São infindáveis os exemplos que poderíamos apontar em favor dessa assertiva. O português Antônio Lobo Antunes, vencedor do Prêmio Camões em 2007 e tido por muitos como o maior escritor lusitano após Eça de Queiroz, exerceu grande parte de sua atividade médica integrando as tropas lusas em Angola. Em passado recente proeminam, entre os exemplos notáveis de doublés de médicos ilustres e escritores famosos, Guimarães Rosa, que se notabilizou pelo ineditismo de uma criação vocabular e fraseológica sem similar em língua portuguesa, impregnada de forte configuração estética, entremeada na tessitura de “Grande Sertão: Veredas” (obra príncipe), “Sagarana”, “Corpo de Baile” e outras. Foi membro da Academia Brasileira de Letras. Osvaldo Cruz que, ademais de cientista consagrado mundialmente, por sua obra escrita mereceu e logrou entrar para a ABL. O grande Pedro Nava, Professor de Reumatologia na UFRJ, “o maior de todos os memorialistas brasileiros”, no dizer de Carlos Drummond de Andrade, legou-nos jóias literárias do quilate de “Baú de Ossos”, “O Círio Perfeito” e “Galo das Trevas”. Nava pertenceu à Academia Nacional de Medicina e foi, também, para orgulho nosso, membro da SOBRAMES-RJ. Mário Kröef, gigante na luta contra o câncer, para além de seus escritos e livros de cirurgia publicou “Imagens do meu Rio Grande”. Juscelino Kubitschek, a par de seu trabalho ciclópico como médico militar, cirurgião de escol e mais tarde Presidente da República, um dos maiores, se não o maior que este País já teve, deixou-nos, dentre outros muitos escritos, nada menos do que cinco volumes de suas memórias e pertenceu à Academia Mineira de Letras.

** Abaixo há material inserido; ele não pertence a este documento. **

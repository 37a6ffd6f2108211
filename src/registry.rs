//! Dispatch tables consulted for every incoming notification.
//!
//! | table | keyed by | invoked with | condition |
//! |---|---|---|---|
//! | command functions | command word | words of the message + full record | first word matches |
//! | command parsers | command word | full record | first word matches |
//! | parsers | handler name | full record | always |
//! | shell commands | command word | whole message text, through the shell | first word matches |
//! | shell aliases | alias word | configured command line, through the shell | first word matches |
//!
//! Registration never fails; registering a name again replaces the earlier
//! entry in place. Entries are never removed. Parsers run in registration order.

use std::collections::{BTreeMap, BTreeSet};
use std::fmt;

use anyhow::Result;

use crate::config::Config;
use crate::notification::Notification;
use crate::shell::CommandLine;

/// Handler receiving the message words (command word first) and the full record.
pub type CommandFn = Box<dyn FnMut(&[String], &Notification) -> Result<()>>;

/// Handler receiving the full record.
pub type ParserFn = Box<dyn FnMut(&Notification) -> Result<()>>;

/// First whitespace-separated word of `name`, if any.
fn first_word(name: &str) -> Option<String> {
    name.split_whitespace().next().map(str::to_string)
}

fn names<T>(entries: &[(String, T)]) -> Vec<&str> {
    entries.iter().map(|(name, _)| name.as_str()).collect()
}

fn upsert<T>(entries: &mut Vec<(String, T)>, name: String, value: T) {
    match entries.iter_mut().find(|(existing, _)| *existing == name) {
        Some(entry) => entry.1 = value,
        None => entries.push((name, value)),
    }
}

/// The four dispatch tables plus the shell-command allow list.
#[derive(Default)]
pub struct Registry {
    command_functions: Vec<(String, CommandFn)>,
    command_parsers: Vec<(String, ParserFn)>,
    parsers: Vec<(String, ParserFn)>,
    shell_commands: BTreeSet<String>,
    shell_aliases: BTreeMap<String, CommandLine>,
}

impl fmt::Debug for Registry {
    fn fmt(&self, f: &mut fmt::Formatter<'_>) -> fmt::Result {
        f.debug_struct("Registry")
            .field("command_functions", &names(&self.command_functions))
            .field("command_parsers", &names(&self.command_parsers))
            .field("parsers", &names(&self.parsers))
            .field("shell_commands", &self.shell_commands)
            .field("shell_aliases", &self.shell_aliases)
            .finish()
    }
}

impl Registry {
    /// Empty registry.
    #[must_use]
    pub fn new() -> Self {
        Self::default()
    }

    /// Registry holding the shell commands and aliases the operator configured.
    #[must_use]
    pub fn from_config(config: &Config) -> Self {
        let mut registry = Self::new();
        for command in &config.shell_commands {
            registry.add_shell_command(command);
        }
        for (alias, command_line) in &config.shell_aliases {
            registry.add_shell_alias(alias, command_line.clone());
        }
        registry
    }

    /// Run `handler` when a message starts with `name`.
    pub fn add_command_function<F>(&mut self, name: &str, handler: F) -> &mut Self
    where
        F: FnMut(&[String], &Notification) -> Result<()> + 'static,
    {
        if let Some(name) = first_word(name) {
            upsert(&mut self.command_functions, name, Box::new(handler));
        }
        self
    }

    /// Run `handler` with the full record when a message starts with `name`.
    pub fn add_command_parser<F>(&mut self, name: &str, handler: F) -> &mut Self
    where
        F: FnMut(&Notification) -> Result<()> + 'static,
    {
        if let Some(name) = first_word(name) {
            upsert(&mut self.command_parsers, name, Box::new(handler));
        }
        self
    }

    /// Run `handler` for every message. `name` only identifies the entry.
    pub fn add_parser<F>(&mut self, name: &str, handler: F) -> &mut Self
    where
        F: FnMut(&Notification) -> Result<()> + 'static,
    {
        upsert(&mut self.parsers, name.to_string(), Box::new(handler));
        self
    }

    /// Allow messages starting with the first word of `command` to run through the shell.
    pub fn add_shell_command(&mut self, command: &str) -> &mut Self {
        match first_word(command) {
            Some(word) => {
                log::warn!("[registry] Shell command '{word}' enabled: message text will reach the shell");
                self.shell_commands.insert(word);
            }
            None => log::warn!("[registry] Ignoring empty shell command"),
        }
        self
    }

    /// Run `command_line` when a message starts with the first word of `alias`.
    pub fn add_shell_alias(&mut self, alias: &str, command_line: impl Into<CommandLine>) -> &mut Self {
        match first_word(alias) {
            Some(word) => {
                self.shell_aliases.insert(word, command_line.into());
            }
            None => log::warn!("[registry] Ignoring empty shell alias"),
        }
        self
    }

    pub(crate) fn command_function_mut(&mut self, name: &str) -> Option<&mut CommandFn> {
        self.command_functions
            .iter_mut()
            .find(|(existing, _)| existing == name)
            .map(|(_, handler)| handler)
    }

    pub(crate) fn command_parser_mut(&mut self, name: &str) -> Option<&mut ParserFn> {
        self.command_parsers
            .iter_mut()
            .find(|(existing, _)| existing == name)
            .map(|(_, handler)| handler)
    }

    pub(crate) fn parsers_mut(&mut self) -> impl Iterator<Item = (&str, &mut ParserFn)> {
        self.parsers
            .iter_mut()
            .map(|(name, handler)| (name.as_str(), handler))
    }

    /// Returns `true` if `word` is an allowed shell command.
    #[must_use]
    pub fn is_shell_command(&self, word: &str) -> bool {
        self.shell_commands.contains(word)
    }

    /// Command line registered for `alias`.
    #[must_use]
    pub fn shell_alias(&self, alias: &str) -> Option<&CommandLine> {
        self.shell_aliases.get(alias)
    }
}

Da plêiade paraense bastaria por citar Clovis Meira, refinado cirurgião que, sobre atuar no jornalismo, como articulista assíduo, tem obra editada das mais respeitáveis e encorpadas, sobressaindo, talvez, “Introdução à Literatura Paraense”, em parceria com José Ildone e Acyr Castro, integrantes, os três, da Academia Paraense de Letras.

Nos dias correntes grandes nomes cintilam no universo médico-literário e poderíamos repertoriar, como bons exemplos: Dráuzio Varela, oncologista de primeira plana, que pontifica por sua didática e aptidão para destrinçar assuntos médicos de intrincada aparência, em programas televisivos da Rede Globo, e deu a lume, não há muito, “Estação Carandiru”, abordando as mazelas do malsinado presídio paulista, de triste memória.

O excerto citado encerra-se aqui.